The Iraqi rockers, who are in their 20s, moved to Britain after the invasion to finetune their music knowledge. The band first landed in Lebanon in the summer of 2006 to record video clips just as Israel and Shia guerillas from Hezbollah were locked in a deadly war that lasted 34days. But the war failed to dent their spirit.
"We have seen worse than that in Iraq," Shant says, adding that he was saddened by the chronic political and confessional tensions gripping Lebanon. "I urge the Lebanese to look at what happened in Iraq and learn from those lessons. Please be careful."
The band members, who include Christian and Muslim Iraqis, hope they can be an example of harmony for their compatriots in Iraq, where sectarian strife raged after the fall of Saddam. They say they also want to spread a message of peace to the Western and Arab worlds.
"Through our songs, we want to show to the Western world that the Iraqi people are not terrorists. The Iraqis are people who are educated, who can sing exactly like it is done in the West," Shant says.
"We want to tell the world that our songs carry a message of peace and are meant to say that the Iraqis can sing, laugh, have a human sense and can do crazy things like everyone else. We are from different ethnic backgrounds and religions, but we are first Iraqis, brothers and friends, and this is our message to the Iraqi people."
UTN1 are expected to release a 12-track album of songs in English in mid-2008: they have recorded it in Lebanon and hope to sell it in Europe and the US.

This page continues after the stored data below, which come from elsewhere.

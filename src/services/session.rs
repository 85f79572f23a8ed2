//! Admin credentials.
//!
//! ARCHITECTURE
//! ============
//! Support staff authenticate with a single shared bearer token, used both
//! by the REST dashboard (`Authorization: Bearer ...`) and by admin
//! websocket sessions (`?token=...`). Customers are identified by the
//! `user_id` they connect with; the storefront owns customer auth.

use std::fmt::Write;

use rand::Rng;

pub(crate) fn bytes_to_hex(bytes: &[u8]) -> String {
    let mut s = String::with_capacity(bytes.len() * 2);
    for b in bytes {
        let _ = write!(s, "{b:02x}");
    }
    s
}

/// Generate a cryptographically random 32-byte hex token.
#[must_use]
pub fn generate_token() -> String {
    let bytes: [u8; 32] = rand::rng().random();
    bytes_to_hex(&bytes)
}

/// Compare a presented token against the configured one without
/// short-circuiting on the first differing byte.
#[must_use]
pub fn token_matches(expected: &str, presented: &str) -> bool {
    let expected = expected.as_bytes();
    let presented = presented.as_bytes();
    if expected.len() != presented.len() {
        return false;
    }
    expected
        .iter()
        .zip(presented)
        .fold(0u8, |acc, (a, b)| acc | (a ^ b))
        == 0
}

/// Extract the token from an `Authorization: Bearer <token>` header value.
#[must_use]
pub fn bearer_token(header: &str) -> Option<&str> {
    let (scheme, token) = header.trim().split_once(' ')?;
    if !scheme.eq_ignore_ascii_case("bearer") {
        return None;
    }
    let token = token.trim();
    (!token.is_empty()).then_some(token)
}

#[cfg(test)]
#[path = "session_test.rs"]
mod tests;
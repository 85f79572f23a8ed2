//! Admin authentication extractor.

use axum::extract::FromRef;
use axum::http::StatusCode;
use axum::http::header::AUTHORIZATION;

use crate::services::session;
use crate::state::AppState;

/// Identity used for messages sent through the REST dashboard.
pub const REST_ADMIN_ID: &str = "admin";

/// Proof that the request carried the admin bearer token.
/// Use as a handler parameter to require support-staff access.
pub struct AdminAuth;

impl<S> axum::extract::FromRequestParts<S> for AdminAuth
where
    AppState: FromRef<S>,
    S: Send + Sync,
{
    type Rejection = StatusCode;

    async fn from_request_parts(parts: &mut axum::http::request::Parts, state: &S) -> Result<Self, Self::Rejection> {
        let header = parts
            .headers
            .get(AUTHORIZATION)
            .and_then(|v| v.to_str().ok())
            .unwrap_or_default();
        let Some(token) = session::bearer_token(header) else {
            return Err(StatusCode::UNAUTHORIZED);
        };

        let app_state = AppState::from_ref(state);
        if !session::token_matches(&app_state.config.admin_token, token) {
            return Err(StatusCode::UNAUTHORIZED);
        }
        Ok(Self)
    }
}
mod config;
mod frame;
mod rate_limit;
mod routes;
mod services;
mod state;

use tokio::sync::watch;

#[tokio::main]
async fn main() {
    dotenvy::dotenv().ok();
    tracing_subscriber::fmt::init();

    let config = match config::ServerConfig::from_env() {
        Ok(c) => c,
        Err(e) => {
            tracing::error!(error = %e, "invalid configuration");
            std::process::exit(1);
        }
    };
    if config.admin_token_generated {
        tracing::warn!(admin_token = %config.admin_token, "ADMIN_TOKEN not set; generated one for this run");
    }

    let port = config.port;
    let flush_every = config.analytics.flush_interval;
    let state = state::AppState::new(config, rate_limit::RateLimiter::new());
    let auto_reply_enabled = state.auto_reply.enabled();

    // Spawn background analytics flush task.
    let (shutdown_tx, shutdown_rx) = watch::channel(false);
    let flush = services::analytics::spawn_flush_task(state.analytics.clone(), flush_every, shutdown_rx);

    let app = routes::app(state);
    let listener = tokio::net::TcpListener::bind(format!("0.0.0.0:{port}"))
        .await
        .expect("failed to bind");

    tracing::info!(%port, auto_reply = auto_reply_enabled, "shareinfo chat listening");
    axum::serve(listener, app)
        .with_graceful_shutdown(async {
            let _ = tokio::signal::ctrl_c().await;
            tracing::info!("shutdown requested");
        })
        .await
        .expect("server failed");

    let _ = shutdown_tx.send(true);
    if let Err(e) = flush.await {
        tracing::warn!(error = %e, "analytics flush task failed");
    }
}
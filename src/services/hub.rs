//! Connection hub — registry of live websocket clients and event fan-out.
//!
//! DESIGN
//! ======
//! Every websocket connection registers its outbound channel here. Events
//! are routed by audience rather than by room: a chat's audience is every
//! support connection plus every connection of the chat's customer, so the
//! widget and the dashboard see the same mutations.
//!
//! The hub also owns the online flag: a user is online from the first
//! registered connection until the last one is removed.
//!
//! Delivery is best-effort: a client whose channel is full is skipped
//! rather than allowed to stall the sender.

use tracing::info;
use uuid::Uuid;

use crate::frame::{Data, Frame};
use crate::services::presence;
use crate::state::{AppState, Chat, ConnectedClient, Message, SenderType};

/// Who receives a broadcast.
#[derive(Debug, Clone, PartialEq, Eq)]
pub enum Audience {
    /// All support connections plus the connections of this customer.
    Chat { user_id: String },
    /// Every connection.
    Everyone,
}

impl Audience {
    #[must_use]
    pub fn for_chat(chat: &Chat) -> Self {
        Self::Chat { user_id: chat.user_id.clone() }
    }

    fn includes(&self, client: &ConnectedClient) -> bool {
        match self {
            Self::Chat { user_id } => client.role == SenderType::Admin || &client.user_id == user_id,
            Self::Everyone => true,
        }
    }
}

/// Register a connection and mark its user online. Returns true if this is
/// the user's first open connection.
///
/// The online flag is updated while the client registry is still locked,
/// so it always agrees with the set of open connections.
pub async fn register(state: &AppState, client_id: Uuid, client: ConnectedClient) -> bool {
    let mut clients = state.clients.write().await;
    let first = !clients.values().any(|c| c.user_id == client.user_id);
    info!(
        %client_id,
        user_id = %client.user_id,
        user_name = %client.user_name,
        role = client.role.as_str(),
        "client registered"
    );
    presence::set_user_online(state, &client.user_id, true).await;
    clients.insert(client_id, client);
    first
}

/// Remove a connection. Returns true if the same user still has another
/// connection open; otherwise the user is marked offline.
pub async fn unregister(state: &AppState, client_id: Uuid) -> bool {
    let mut clients = state.clients.write().await;
    let Some(removed) = clients.remove(&client_id) else {
        return false;
    };
    let still_connected = clients.values().any(|c| c.user_id == removed.user_id);
    if !still_connected {
        presence::set_user_online(state, &removed.user_id, false).await;
    }
    info!(%client_id, remaining = clients.len(), still_connected, "client unregistered");
    still_connected
}

/// Number of open connections for `user_id`.
pub async fn connection_count(state: &AppState, user_id: &str) -> usize {
    let clients = state.clients.read().await;
    clients.values().filter(|c| c.user_id == user_id).count()
}

/// Deliver `frame` to every client in `audience` except `exclude`.
/// Returns the number of clients that accepted the frame.
pub async fn broadcast(state: &AppState, audience: &Audience, frame: &Frame, exclude: Option<Uuid>) -> usize {
    let clients = state.clients.read().await;
    let mut delivered = 0;
    for (client_id, client) in clients.iter() {
        if exclude == Some(*client_id) || !audience.includes(client) {
            continue;
        }
        // Best-effort: if a client's channel is full, skip it.
        if client.tx.try_send(frame.clone()).is_ok() {
            delivered += 1;
        }
    }
    delivered
}

// =============================================================================
// EVENT PAYLOADS
// =============================================================================

#[must_use]
pub fn chat_data(chat: &Chat) -> Data {
    let mut data = Data::new();
    data.insert("chat".into(), serde_json::to_value(chat).unwrap_or_default());
    data
}

#[must_use]
pub fn message_data(message: &Message, chat: &Chat) -> Data {
    let mut data = chat_data(chat);
    data.insert("message".into(), serde_json::to_value(message).unwrap_or_default());
    data
}

/// Announce a chat change (`chat:*` syscall) to the chat's audience.
pub async fn publish_chat(state: &AppState, syscall: &str, chat: &Chat, exclude: Option<Uuid>) {
    let frame = Frame::request(syscall, chat_data(chat)).with_chat_id(chat.id);
    broadcast(state, &Audience::for_chat(chat), &frame, exclude).await;
}

/// Announce a new message to the chat's audience.
pub async fn publish_message(state: &AppState, message: &Message, chat: &Chat, exclude: Option<Uuid>) {
    let frame = Frame::request("message:send", message_data(message, chat))
        .with_chat_id(chat.id)
        .with_from(message.sender_id.clone());
    broadcast(state, &Audience::for_chat(chat), &frame, exclude).await;
}

/// Announce a presence change to everyone.
pub async fn publish_presence(state: &AppState, user_id: &str, role: SenderType, online: bool) {
    let frame = Frame::request("presence:changed", Data::new())
        .with_data("user_id", user_id)
        .with_data("role", role.as_str())
        .with_data("online", online);
    broadcast(state, &Audience::Everyone, &frame, None).await;
}

#[cfg(test)]
#[path = "hub_test.rs"]
mod tests;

At the recent opening, they were feted by journalists and fans when they performed for about 100 people. "It was great. The fans were shouting. It was the first time we saw the result of our efforts live," Art says.
"We will not allow any circumstance to stop us from developing our dreams."
AFP
"Jamila" (Arabic)
Translation:
All I wanna do when I wake up in the morning is see your eyes
Jamila
Jamila
Never thought that a woman like you could care for me
Jamila
Not quite a year since you went away
Jamila (yeah)
Now she's gone and I have to say
Meet you all the way
In an unoccupied FREE Iraq...................(words my own)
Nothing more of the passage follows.